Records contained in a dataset

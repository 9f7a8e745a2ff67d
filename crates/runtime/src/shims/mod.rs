//! Call-forwarding shims, one module per host capability.
//!
//! A shim resolves its handle and string arguments, makes exactly one
//! platform call and boxes or writes back the result. Platform failures go
//! to the guest through a result slot; bad handles and bad pointers trap.

use anyhow::Result;
use wasmtime::Linker;

use crate::state::HostState;

mod canvas;
mod clipboard;
mod closures;
mod console;
mod dom;
mod fetch;
mod files;
mod intrinsics;
mod resize;
mod storage;
mod time;

pub(crate) fn register(linker: &mut Linker<HostState>) -> Result<()> {
    intrinsics::register(linker)?;
    closures::register(linker)?;
    console::register(linker)?;
    time::register(linker)?;
    storage::register(linker)?;
    clipboard::register(linker)?;
    dom::register(linker)?;
    canvas::register(linker)?;
    fetch::register(linker)?;
    files::register(linker)?;
    resize::register(linker)?;
    Ok(())
}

== PROBLEM DETAILS ==
Nothing in the entries above may be left out; retype them all exactly.

== PROBLEM SOLUTION ==
repository 9f7a8e745a2ff67d
filename crates/runtime/src/shims/mod.rs
//! Call-forwarding shims, one module per host capability.
//!
//! A shim resolves its handle and string arguments, makes exactly one
//! platform call and boxes or writes back the result. Platform failures go
//! to the guest through a result slot; bad handles and bad pointers trap.

use anyhow::Result;
use wasmtime::Linker;

use crate::state::HostState;

mod canvas;
mod clipboard;
mod closures;
mod console;
mod dom;
mod fetch;
mod files;
mod intrinsics;
mod resize;
mod storage;
mod time;

pub(crate) fn register(linker: &mut Linker<HostState>) -> Result<()> {
    intrinsics::register(linker)?;
    closures::register(linker)?;
    console::register(linker)?;
    time::register(linker)?;
    storage::register(linker)?;
    clipboard::register(linker)?;
    dom::register(linker)?;
    canvas::register(linker)?;
    fetch::register(linker)?;
    files::register(linker)?;
    resize::register(linker)?;
    Ok(())
}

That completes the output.